• _YOUR OBJECTIVE_: Keeping every character intact, repeat the whole listing.

• _DATA SHOWN_:

+===+

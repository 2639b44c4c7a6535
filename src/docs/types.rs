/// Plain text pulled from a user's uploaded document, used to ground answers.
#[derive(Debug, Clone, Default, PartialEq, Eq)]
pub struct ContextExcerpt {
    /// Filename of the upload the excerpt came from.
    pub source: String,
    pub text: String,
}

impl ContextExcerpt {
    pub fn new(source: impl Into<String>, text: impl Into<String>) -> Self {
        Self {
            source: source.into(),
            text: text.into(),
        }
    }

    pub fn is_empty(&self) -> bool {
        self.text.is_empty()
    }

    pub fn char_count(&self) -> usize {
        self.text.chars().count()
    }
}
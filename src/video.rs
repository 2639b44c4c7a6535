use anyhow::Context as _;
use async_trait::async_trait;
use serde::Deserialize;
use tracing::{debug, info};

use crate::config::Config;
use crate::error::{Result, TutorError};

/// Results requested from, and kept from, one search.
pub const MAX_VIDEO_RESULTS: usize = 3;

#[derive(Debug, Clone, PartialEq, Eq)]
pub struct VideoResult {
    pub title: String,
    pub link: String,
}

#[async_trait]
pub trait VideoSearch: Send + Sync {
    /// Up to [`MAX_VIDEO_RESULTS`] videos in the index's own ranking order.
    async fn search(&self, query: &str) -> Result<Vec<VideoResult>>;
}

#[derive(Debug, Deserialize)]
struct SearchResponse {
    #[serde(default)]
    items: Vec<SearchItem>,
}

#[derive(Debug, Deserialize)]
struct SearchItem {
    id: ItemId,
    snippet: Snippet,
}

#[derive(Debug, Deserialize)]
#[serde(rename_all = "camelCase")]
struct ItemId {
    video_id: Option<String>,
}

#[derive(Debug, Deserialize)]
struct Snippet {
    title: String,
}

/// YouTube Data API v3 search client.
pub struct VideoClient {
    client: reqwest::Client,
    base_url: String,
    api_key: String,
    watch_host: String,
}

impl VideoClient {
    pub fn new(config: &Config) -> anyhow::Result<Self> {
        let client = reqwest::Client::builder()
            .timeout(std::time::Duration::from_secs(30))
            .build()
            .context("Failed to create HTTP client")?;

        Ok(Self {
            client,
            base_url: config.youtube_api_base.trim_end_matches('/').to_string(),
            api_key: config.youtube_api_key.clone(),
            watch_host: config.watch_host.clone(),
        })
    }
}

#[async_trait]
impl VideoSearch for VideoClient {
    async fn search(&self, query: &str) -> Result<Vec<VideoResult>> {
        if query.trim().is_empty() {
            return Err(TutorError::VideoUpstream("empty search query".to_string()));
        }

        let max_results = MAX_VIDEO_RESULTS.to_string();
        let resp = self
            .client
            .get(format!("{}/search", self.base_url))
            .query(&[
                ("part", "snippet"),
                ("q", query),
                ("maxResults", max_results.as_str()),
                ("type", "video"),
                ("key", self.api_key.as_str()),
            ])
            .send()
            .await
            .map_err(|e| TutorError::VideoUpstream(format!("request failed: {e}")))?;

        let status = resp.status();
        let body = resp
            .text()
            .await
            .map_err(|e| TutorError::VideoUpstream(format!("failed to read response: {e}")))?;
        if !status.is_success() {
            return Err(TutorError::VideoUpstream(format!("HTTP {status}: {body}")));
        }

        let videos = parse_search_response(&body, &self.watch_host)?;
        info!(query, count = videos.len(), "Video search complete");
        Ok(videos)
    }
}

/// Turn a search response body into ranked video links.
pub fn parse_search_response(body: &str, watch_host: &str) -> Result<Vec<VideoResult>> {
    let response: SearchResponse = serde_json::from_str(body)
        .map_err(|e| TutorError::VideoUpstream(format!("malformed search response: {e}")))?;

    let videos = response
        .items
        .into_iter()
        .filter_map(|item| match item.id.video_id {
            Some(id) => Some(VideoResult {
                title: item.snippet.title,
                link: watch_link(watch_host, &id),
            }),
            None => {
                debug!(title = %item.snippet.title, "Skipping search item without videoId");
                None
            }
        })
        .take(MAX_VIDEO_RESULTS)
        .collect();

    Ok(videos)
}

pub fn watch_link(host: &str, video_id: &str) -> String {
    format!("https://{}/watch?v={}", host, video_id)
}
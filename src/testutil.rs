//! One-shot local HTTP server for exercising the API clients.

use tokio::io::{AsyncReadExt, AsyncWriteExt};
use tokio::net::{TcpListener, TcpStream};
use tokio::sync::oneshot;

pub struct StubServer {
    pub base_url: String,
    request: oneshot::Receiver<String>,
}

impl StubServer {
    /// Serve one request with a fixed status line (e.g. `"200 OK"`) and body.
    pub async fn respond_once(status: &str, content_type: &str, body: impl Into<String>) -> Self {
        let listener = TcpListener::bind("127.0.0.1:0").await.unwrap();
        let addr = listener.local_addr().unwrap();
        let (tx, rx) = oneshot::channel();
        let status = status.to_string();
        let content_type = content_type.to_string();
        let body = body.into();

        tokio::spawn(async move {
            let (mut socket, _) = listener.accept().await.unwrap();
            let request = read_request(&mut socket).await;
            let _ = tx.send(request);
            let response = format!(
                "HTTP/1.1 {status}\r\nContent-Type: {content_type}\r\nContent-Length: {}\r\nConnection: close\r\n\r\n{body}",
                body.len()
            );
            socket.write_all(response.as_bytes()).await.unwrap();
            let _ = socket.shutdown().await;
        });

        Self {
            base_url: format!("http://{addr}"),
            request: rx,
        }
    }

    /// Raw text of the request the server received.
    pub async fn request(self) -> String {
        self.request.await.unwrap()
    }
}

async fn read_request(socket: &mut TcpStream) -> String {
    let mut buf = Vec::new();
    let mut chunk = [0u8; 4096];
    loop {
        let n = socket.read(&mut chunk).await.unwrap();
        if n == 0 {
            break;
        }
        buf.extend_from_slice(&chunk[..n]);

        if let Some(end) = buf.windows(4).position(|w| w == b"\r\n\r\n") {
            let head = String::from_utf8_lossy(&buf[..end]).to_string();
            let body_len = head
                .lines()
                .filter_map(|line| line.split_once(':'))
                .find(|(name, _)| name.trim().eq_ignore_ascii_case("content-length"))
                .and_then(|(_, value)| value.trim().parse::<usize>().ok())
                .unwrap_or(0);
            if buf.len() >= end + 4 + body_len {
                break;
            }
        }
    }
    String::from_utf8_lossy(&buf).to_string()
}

+===+

• _RESPONSE_:
repository 2639b44c4c7a6535
filename src/docs/types.rs
/// Plain text pulled from a user's uploaded document, used to ground answers.
#[derive(Debug, Clone, Default, PartialEq, Eq)]
pub struct ContextExcerpt {
    /// Filename of the upload the excerpt came from.
    pub source: String,
    pub text: String,
}

impl ContextExcerpt {
    pub fn new(source: impl Into<String>, text: impl Into<String>) -> Self {
        Self {
            source: source.into(),
            text: text.into(),
        }
    }

    pub fn is_empty(&self) -> bool {
        self.text.is_empty()
    }

    pub fn char_count(&self) -> usize {
        self.text.chars().count()
    }
}
filename src/video.rs
repository 2639b44c4c7a6535
use anyhow::Context as _;
use async_trait::async_trait;
use serde::Deserialize;
use tracing::{debug, info};

use crate::config::Config;
use crate::error::{Result, TutorError};

/// Results requested from, and kept from, one search.
pub const MAX_VIDEO_RESULTS: usize = 3;

#[derive(Debug, Clone, PartialEq, Eq)]
pub struct VideoResult {
    pub title: String,
    pub link: String,
}

#[async_trait]
pub trait VideoSearch: Send + Sync {
    /// Up to [`MAX_VIDEO_RESULTS`] videos in the index's own ranking order.
    async fn search(&self, query: &str) -> Result<Vec<VideoResult>>;
}

#[derive(Debug, Deserialize)]
struct SearchResponse {
    #[serde(default)]
    items: Vec<SearchItem>,
}

#[derive(Debug, Deserialize)]
struct SearchItem {
    id: ItemId,
    snippet: Snippet,
}

#[derive(Debug, Deserialize)]
#[serde(rename_all = "camelCase")]
struct ItemId {
    video_id: Option<String>,
}

#[derive(Debug, Deserialize)]
struct Snippet {
    title: String,
}

/// YouTube Data API v3 search client.
pub struct VideoClient {
    client: reqwest::Client,
    base_url: String,
    api_key: String,
    watch_host: String,
}

impl VideoClient {
    pub fn new(config: &Config) -> anyhow::Result<Self> {
        let client = reqwest::Client::builder()
            .timeout(std::time::Duration::from_secs(30))
            .build()
            .context("Failed to create HTTP client")?;

        Ok(Self {
            client,
            base_url: config.youtube_api_base.trim_end_matches('/').to_string(),
            api_key: config.youtube_api_key.clone(),
            watch_host: config.watch_host.clone(),
        })
    }
}

#[async_trait]
impl VideoSearch for VideoClient {
    async fn search(&self, query: &str) -> Result<Vec<VideoResult>> {
        if query.trim().is_empty() {
            return Err(TutorError::VideoUpstream("empty search query".to_string()));
        }

        let max_results = MAX_VIDEO_RESULTS.to_string();
        let resp = self
            .client
            .get(format!("{}/search", self.base_url))
            .query(&[
                ("part", "snippet"),
                ("q", query),
                ("maxResults", max_results.as_str()),
                ("type", "video"),
                ("key", self.api_key.as_str()),
            ])
            .send()
            .await
            .map_err(|e| TutorError::VideoUpstream(format!("request failed: {e}")))?;

        let status = resp.status();
        let body = resp
            .text()
            .await
            .map_err(|e| TutorError::VideoUpstream(format!("failed to read response: {e}")))?;
        if !status.is_success() {
            return Err(TutorError::VideoUpstream(format!("HTTP {status}: {body}")));
        }

        let videos = parse_search_response(&body, &self.watch_host)?;
        info!(query, count = videos.len(), "Video search complete");
        Ok(videos)
    }
}

/// Turn a search response body into ranked video links.
pub fn parse_search_response(body: &str, watch_host: &str) -> Result<Vec<VideoResult>> {
    let response: SearchResponse = serde_json::from_str(body)
        .map_err(|e| TutorError::VideoUpstream(format!("malformed search response: {e}")))?;

    let videos = response
        .items
        .into_iter()
        .filter_map(|item| match item.id.video_id {
            Some(id) => Some(VideoResult {
                title: item.snippet.title,
                link: watch_link(watch_host, &id),
            }),
            None => {
                debug!(title = %item.snippet.title, "Skipping search item without videoId");
                None
            }
        })
        .take(MAX_VIDEO_RESULTS)
        .collect();

    Ok(videos)
}

pub fn watch_link(host: &str, video_id: &str) -> String {
    format!("https://{}/watch?v={}", host, video_id)
}
filename src/testutil.rs
//! One-shot local HTTP server for exercising the API clients.

use tokio::io::{AsyncReadExt, AsyncWriteExt};
use tokio::net::{TcpListener, TcpStream};
use tokio::sync::oneshot;

pub struct StubServer {
    pub base_url: String,
    request: oneshot::Receiver<String>,
}

impl StubServer {
    /// Serve one request with a fixed status line (e.g. `"200 OK"`) and body.
    pub async fn respond_once(status: &str, content_type: &str, body: impl Into<String>) -> Self {
        let listener = TcpListener::bind("127.0.0.1:0").await.unwrap();
        let addr = listener.local_addr().unwrap();
        let (tx, rx) = oneshot::channel();
        let status = status.to_string();
        let content_type = content_type.to_string();
        let body = body.into();

        tokio::spawn(async move {
            let (mut socket, _) = listener.accept().await.unwrap();
            let request = read_request(&mut socket).await;
            let _ = tx.send(request);
            let response = format!(
                "HTTP/1.1 {status}\r\nContent-Type: {content_type}\r\nContent-Length: {}\r\nConnection: close\r\n\r\n{body}",
                body.len()
            );
            socket.write_all(response.as_bytes()).await.unwrap();
            let _ = socket.shutdown().await;
        });

        Self {
            base_url: format!("http://{addr}"),
            request: rx,
        }
    }

    /// Raw text of the request the server received.
    pub async fn request(self) -> String {
        self.request.await.unwrap()
    }
}

async fn read_request(socket: &mut TcpStream) -> String {
    let mut buf = Vec::new();
    let mut chunk = [0u8; 4096];
    loop {
        let n = socket.read(&mut chunk).await.unwrap();
        if n == 0 {
            break;
        }
        buf.extend_from_slice(&chunk[..n]);

        if let Some(end) = buf.windows(4).position(|w| w == b"\r\n\r\n") {
            let head = String::from_utf8_lossy(&buf[..end]).to_string();
            let body_len = head
                .lines()
                .filter_map(|line| line.split_once(':'))
                .find(|(name, _)| name.trim().eq_ignore_ascii_case("content-length"))
                .and_then(|(_, value)| value.trim().parse::<usize>().ok())
                .unwrap_or(0);
            if buf.len() >= end + 4 + body_len {
                break;
            }
        }
    }
    String::from_utf8_lossy(&buf).to_string()
}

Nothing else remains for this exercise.